Image position determination method, medium, and device in weak network scene based on bluetooth

Technical Field

The invention relates to the field of data processing, in particular to a method, a medium and equipment for determining an image position in a weak network scene based on Bluetooth.

Background

In civil aviation trip, the corresponding flight to take can be displayed to the corresponding position of the chart in real time according to the GPS (Global Positioning System) signal obtained by the terminal carried by the passenger. However, due to the shielding effect of the cabin, passengers in a part of areas in the cabin cannot obtain GPS signals, and meanwhile, in consideration of flight safety, passengers in the cabin cannot communicate with each other using the internet during the flight of the airplane, so that mobile phones of a part of passengers cannot obtain GPS signals during the flight of the airplane, and the taken flight cannot be accurately displayed to a corresponding position in the flight chart in real time.

Disclosure of Invention

Aiming at the technical problems, the technical scheme adopted by the invention is as follows:

according to one aspect of the invention, an image position determining method in a weak network scene based on Bluetooth is provided, and the method comprises the following steps:

controlling a first terminal to acquire a first GPS signal; the first GPS signal is a GPS signal received by the first terminal through a self-contained GPS module;

displaying a target image at a corresponding position in a target map according to the first GPS signal;

when the first terminal cannot receive the first GPS signal, the first terminal is controlled to establish communication connection with the second terminal through Bluetooth, and a second GPS signal sent by the second terminal is received; the second GPS signal is a GPS signal received by a GPS module carried by the second terminal; the second terminal is configured to send out a Bluetooth signal in a broadcast form after receiving the second GPS signal, wherein the Bluetooth signal comprises the second GPS signal;

determining a corresponding target GPS signal according to a second GPS signal received by the first terminal;

and updating the corresponding display position of the target image in the target map according to the target GPS signal.

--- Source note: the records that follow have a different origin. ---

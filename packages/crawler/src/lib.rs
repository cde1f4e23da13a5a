#![cfg_attr(feature = "fail-on-warnings", deny(warnings))]
#![warn(clippy::all, clippy::pedantic, clippy::nursery, clippy::cargo)]
#![allow(clippy::multiple_crate_versions, clippy::cargo_common_metadata)]

//! Single-issue crawl pipeline.
//!
//! [`run`] performs the whole job for one issue in sequence: fetch the page,
//! parse its sections into a record, and write the record's CSV row. A
//! failed fetch is not an error here: it is logged, reported as
//! [`CrawlOutcome::FetchFailed`], and leaves the output file untouched.

pub mod config;

use std::path::PathBuf;

use issue_crawler_export::{ExportError, write_to_csv};
use issue_crawler_parser::{ParseError, parse_issue};
use issue_crawler_scraper::{FetchError, PageFetcher, fetch_issue_page};

pub use config::{CrawlConfig, FetchStrategy, Overrides, StrategyKind};

/// Errors that abort a crawl.
#[derive(Debug, thiserror::Error)]
pub enum CrawlError {
    /// Loading configuration failed.
    #[error(transparent)]
    Config(#[from] config::ConfigError),

    /// The fetcher could not be constructed.
    #[error(transparent)]
    Fetch(#[from] FetchError),

    /// The page was fetched but its markup is malformed.
    #[error(transparent)]
    Parse(#[from] ParseError),

    /// Writing the CSV failed.
    #[error(transparent)]
    Export(#[from] ExportError),
}

/// What a completed crawl did.
#[derive(Debug, Clone, PartialEq, Eq)]
pub enum CrawlOutcome {
    /// The row was written.
    Written {
        /// CSV file that was written.
        path: PathBuf,
        /// Number of comments encoded into the row.
        comments: usize,
    },
    /// The page could not be fetched; nothing was written.
    FetchFailed,
}

/// Fetches, parses, and exports the configured issue.
///
/// # Errors
///
/// Returns [`CrawlError::Parse`] if the page is malformed and
/// [`CrawlError::Export`] if the CSV cannot be written. Fetch failures are
/// reported as [`CrawlOutcome::FetchFailed`] instead.
pub async fn run(
    config: &CrawlConfig,
    fetcher: &(impl PageFetcher + ?Sized),
) -> Result<CrawlOutcome, CrawlError> {
    log::info!(
        "Crawling {} with the {} fetcher",
        config.issue_url(),
        fetcher.strategy()
    );

    let html = fetch_issue_page(fetcher, &config.issue_id).await;
    if html.is_empty() {
        log::warn!(
            "No page content for issue {}; skipping CSV output",
            config.issue_id
        );
        return Ok(CrawlOutcome::FetchFailed);
    }

    let parsed = parse_issue(&html)?;
    write_to_csv(&parsed.record, &config.output_path)?;

    log::info!("Wrote issue {} to {}", config.issue_id, config.output_path.display());

    Ok(CrawlOutcome::Written {
        path: config.output_path.clone(),
        comments: parsed.comments.len(),
    })
}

According to a second aspect of the present invention, there is provided a non-transitory computer readable storage medium storing a computer program which, when executed by a processor, implements the above-described image position determination method in a weak web scene based on bluetooth.

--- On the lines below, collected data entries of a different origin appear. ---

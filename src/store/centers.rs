use super::Action;
use crate::api::Center;
use crate::pagination::{Paginator, SearchCondition};
use std::sync::Arc;

/// Centers slice. The whole collection is held and paged on the client.
#[derive(Debug, Clone)]
pub struct CentersState {
    /// Every center known to the data source
    pub all: Arc<Vec<Center>>,

    /// Current search keyword
    pub keyword: String,

    /// Window over the centers matching `keyword`
    pub paginator: Paginator<Center>,

    pub loaded: bool,
}

impl CentersState {
    pub fn new(per_page: usize) -> Self {
        let all = Arc::new(Vec::new());
        Self {
            paginator: Paginator::new(all.clone(), per_page),
            all,
            keyword: String::new(),
            loaded: false,
        }
    }

    /// Centers on the current page
    pub fn items(&self) -> &[Center] {
        self.paginator.items()
    }

    /// Look up a center name by id
    pub fn name_of(&self, id: &str) -> Option<&str> {
        self.all.iter().find(|c| c.id == id).map(|c| c.name.as_str())
    }

    // A fresh Arc on every refilter sends the paginator back to page 1
    fn refilter(&mut self) {
        let condition = SearchCondition::new().with_keyword(self.keyword.clone());
        let matched = Arc::new(condition.filter(&self.all));
        self.paginator.set_source(matched);
    }

    pub(super) fn reduce(&mut self, action: &Action) -> bool {
        match action {
            Action::CentersLoaded(centers) => {
                self.all = Arc::new(centers.clone());
                self.loaded = true;
                self.refilter();
                true
            }
            Action::CentersKeywordChanged(keyword) => {
                if &self.keyword == keyword {
                    return false;
                }
                self.keyword = keyword.clone();
                self.refilter();
                true
            }
            Action::CentersPageRequested(request) => {
                let before = self.paginator.request();
                self.paginator.apply(*request);
                self.paginator.request() != before
            }
            Action::CentersPageMoved(step) => self.paginator.step(*step),
            _ => false,
        }
    }
}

According to a third aspect of the present invention, there is provided an electronic device, comprising a memory, a processor and a computer program stored in the memory and executable on the processor, wherein the processor implements the above-mentioned image position determining method in a weak network scene based on bluetooth when executing the computer program.

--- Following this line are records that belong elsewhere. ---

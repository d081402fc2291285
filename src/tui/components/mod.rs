//! Widgets shared by the console pages.
//!
//! Components do not own application data. They read from the store or a
//! descriptor at render time and report what a key asked for, leaving the
//! page to dispatch it.

mod pagination_control;
mod record_table;
mod search_bar;
mod side_menu;

pub use pagination_control::{PaginationControl, PaginationStyle};
pub use record_table::{RecordTable, TableView};
pub use search_bar::{SearchBar, SearchEvent};
pub use side_menu::{MenuEntry, SideMenu};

The invention has at least the following beneficial effects:

the communication connection between the first terminal and the second terminal is established through Bluetooth, and the second terminal is configured to send out Bluetooth signals in a broadcast mode after receiving second GPS signals, wherein the Bluetooth signals comprise the second GPS signals; therefore, passengers in an area where the GPS signals can be obtained in the same cabin, such as passengers near a window, can share the second GPS signals received by the terminals in a local area network established by Bluetooth in a broadcasting mode, so that the terminals of the passengers in the area where the GPS signals cannot be obtained in the same cabin can receive the second GPS signals and display the taken flight to the corresponding position in the chart in real time according to the second GPS signals.

Drawings

In order to more clearly illustrate the technical solutions in the embodiments of the present invention, the drawings needed to be used in the description of the embodiments will be briefly introduced below, and it is obvious that the drawings in the following description are only some embodiments of the present invention, and it is obvious for those skilled in the art to obtain other drawings based on these drawings without creative efforts.

Fig. 1 is a flowchart of a method for determining an image position in a weak network scene based on bluetooth according to an embodiment of the present invention.

Detailed Description

The technical solutions in the embodiments of the present invention will be clearly and completely described below with reference to the drawings in the embodiments of the present invention, and it is obvious that the described embodiments are only a part of the embodiments of the present invention, and not all of the embodiments. All other embodiments, which can be derived by a person skilled in the art from the embodiments given herein without making any creative effort, shall fall within the protection scope of the present invention.

According to an aspect of the present invention, as shown in fig. 1, there is provided a method for determining an image position in a weak network scene based on bluetooth, the method comprising the steps of:

step S100: and controlling the first terminal to acquire the first GPS signal. The first GPS signal is a GPS signal received by the first terminal through a self-contained GPS module.

In this embodiment, both the first terminal and the second terminal may be smart phones, and a GPS module is installed in each of the existing smart phones and is used for receiving GPS signals to implement functions such as positioning and navigation. Correspondingly, the first terminal may directly acquire the first GPS signal through an Application Programming Interface (API) corresponding to the GPS module disposed in the operating system of the first terminal.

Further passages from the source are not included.